Ein Forschungsteam der Gesundheitspsychologin Elizabeth Broadbent von der University of Auckland in Neuseeland trug nun zum Thema Patientenbilder 101 Studien aus den letzten rund 60 Jahren zusammen und wertete sie aus. Sie stammen aus 29 Ländern, hauptsächlich aus den USA und den Niederlanden, aber auch etwa aus Indien und Pakistan sowie afrikanischen Ländern wie Zimbabwe.
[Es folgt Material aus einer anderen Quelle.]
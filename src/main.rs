//! AutoSentinel entry point
//!
//! Usage: cargo run                (single monitoring cycle, prints the payload)
//!        cargo run -- --continuous (timed cycles until Ctrl-C)

use anyhow::{bail, Context, Result};
use autosentinel::config::SentinelConfig;
use autosentinel::oracle::sources::{CoinCapSource, CoinGeckoSource, SimulatedSource, SourceClient};
use autosentinel::orchestrator::{Orchestrator, OrchestratorSettings};
use autosentinel::persistence::CycleRecorder;
use autosentinel::store::{MemoryStateStore, StateStore, StoreSettings};
use std::sync::Arc;
use std::time::Duration;
use tracing::{info, warn};
use tracing_subscriber::EnvFilter;

#[tokio::main]
async fn main() -> Result<()> {
    // Initialize logging
    let filter = EnvFilter::try_from_default_env().unwrap_or_else(|_| EnvFilter::new("info"));
    tracing_subscriber::fmt().with_env_filter(filter).init();

    let config = SentinelConfig::load().context("could not load configuration")?;
    info!("🚀 AutoSentinel starting: {}", config.digest());
    for warning in config.validate() {
        warn!("config: {}", warning);
    }

    let sources = build_sources(&config);
    if sources.is_empty() {
        bail!("no price sources enabled; set oracle.simulated=true for offline runs");
    }

    let store = Arc::new(MemoryStateStore::new(StoreSettings {
        owner: config.workflow.requester.clone(),
        threshold: config.workflow.threshold,
        min_update_interval: Duration::from_secs(config.store.min_update_interval_secs),
        history_capacity: config.store.history_capacity,
    }));

    let mut orchestrator = Orchestrator::new(
        sources,
        store.clone(),
        OrchestratorSettings {
            threshold: config.workflow.threshold,
            fetch_timeout: Duration::from_millis(config.oracle.fetch_timeout_ms),
            requester: config.workflow.requester.clone(),
            ledger_capacity: config.ledger.capacity,
            volatility_factor: config.workflow.volatility_factor,
        },
    );

    if config.persistence.csv_enabled {
        let recorder = CycleRecorder::new(&config.persistence.data_dir)
            .context("could not initialize the cycle recorder")?;
        orchestrator = orchestrator.with_recorder(recorder);
    }

    let orchestrator = Arc::new(orchestrator);

    if std::env::args().any(|arg| arg == "--continuous") {
        run_continuous(orchestrator, store, config.workflow.update_interval_secs).await
    } else {
        run_once(orchestrator).await
    }
}

/// One cycle, payload to stdout.
async fn run_once(orchestrator: Arc<Orchestrator>) -> Result<()> {
    let payload = orchestrator
        .trigger_and_wait()
        .await
        .context("monitoring cycle failed")?;
    println!("{}", serde_json::to_string_pretty(&payload)?);
    Ok(())
}

/// Timed cycles until Ctrl-C, then a statistics summary.
async fn run_continuous(
    orchestrator: Arc<Orchestrator>,
    store: Arc<MemoryStateStore>,
    interval_secs: u64,
) -> Result<()> {
    info!(
        "⏱️ continuous mode: one cycle every {}s (Ctrl-C to stop)",
        interval_secs
    );
    let mut ticker = tokio::time::interval(Duration::from_secs(interval_secs.max(1)));

    loop {
        tokio::select! {
            _ = ticker.tick() => {
                if let Err(e) = orchestrator.trigger().await {
                    warn!("could not start cycle: {}", e);
                }
            }
            _ = tokio::signal::ctrl_c() => {
                info!("shutdown requested");
                break;
            }
        }
    }

    let stats = store.statistics().await;
    info!(
        total_requests = stats.total_requests,
        total_updates = stats.total_updates,
        total_threshold_triggers = stats.total_threshold_triggers,
        "final statistics"
    );
    Ok(())
}

fn build_sources(config: &SentinelConfig) -> Vec<Arc<dyn SourceClient>> {
    let mut sources: Vec<Arc<dyn SourceClient>> = Vec::new();
    let timeout = Duration::from_millis(config.oracle.fetch_timeout_ms);

    if config.oracle.simulated {
        sources.push(Arc::new(SimulatedSource::new("SimulatedA")));
        sources.push(Arc::new(SimulatedSource::new("SimulatedB")));
        return sources;
    }

    if config.oracle.coingecko_enabled {
        sources.push(Arc::new(CoinGeckoSource::new(
            &config.oracle.coingecko_url,
            timeout,
        )));
    }
    if config.oracle.coincap_enabled {
        sources.push(Arc::new(CoinCapSource::new(
            &config.oracle.coincap_url,
            timeout,
        )));
    }

    sources
}
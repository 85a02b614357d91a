//! AutoSentinel Library
//!
//! Multi-source price monitoring with threshold-gated state updates

pub mod config;
pub mod engine;
pub mod error;
pub mod ledger;
pub mod oracle;
pub mod orchestrator;
pub mod persistence;
pub mod store;
pub mod types;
„Viele der Fachartikel, besonders die seit 2003, dokumentieren Korrelationen zwischen den Bildern und dem Krankheitsverlauf“, beobachtete Broadbents Team. So erlebten jene Patienten mehr Komplikationen bei ihrer Genesung, die ihr Leiden auffällig großdimensioniert gemalt hatten. Größere Zeichnungen schienen generell mit einem höheren Schweregrad der Erkrankung einherzugehen. Allerdings zeichneten Kinder mit besonders starken Schmerzen aufgrund von Erkrankungen wie Zerebralparese sich selbst auffällig klein.

Herz samt Blutgerinnsel

„Der Großteil der Patientenzeichnungen stellte den Typ der Erkrankung in den Mittelpunkt“, berichtet Broadbents Team. So zeichneten beispielsweise Patienten, die einen Herzinfarkt erlitten hatten, anatomisch nahezu korrekte Herzen samt einem Blutgerinnsel. Das zweithäufigste Motiv der Patientenbilder waren die Emotionen, die die Krankheiten in ihnen wachriefen. Obgleich deutlich seltener, stellten einige der Zeichnungen auch die Ursachen der Erkrankung und ihren chronologischen Verlauf dar.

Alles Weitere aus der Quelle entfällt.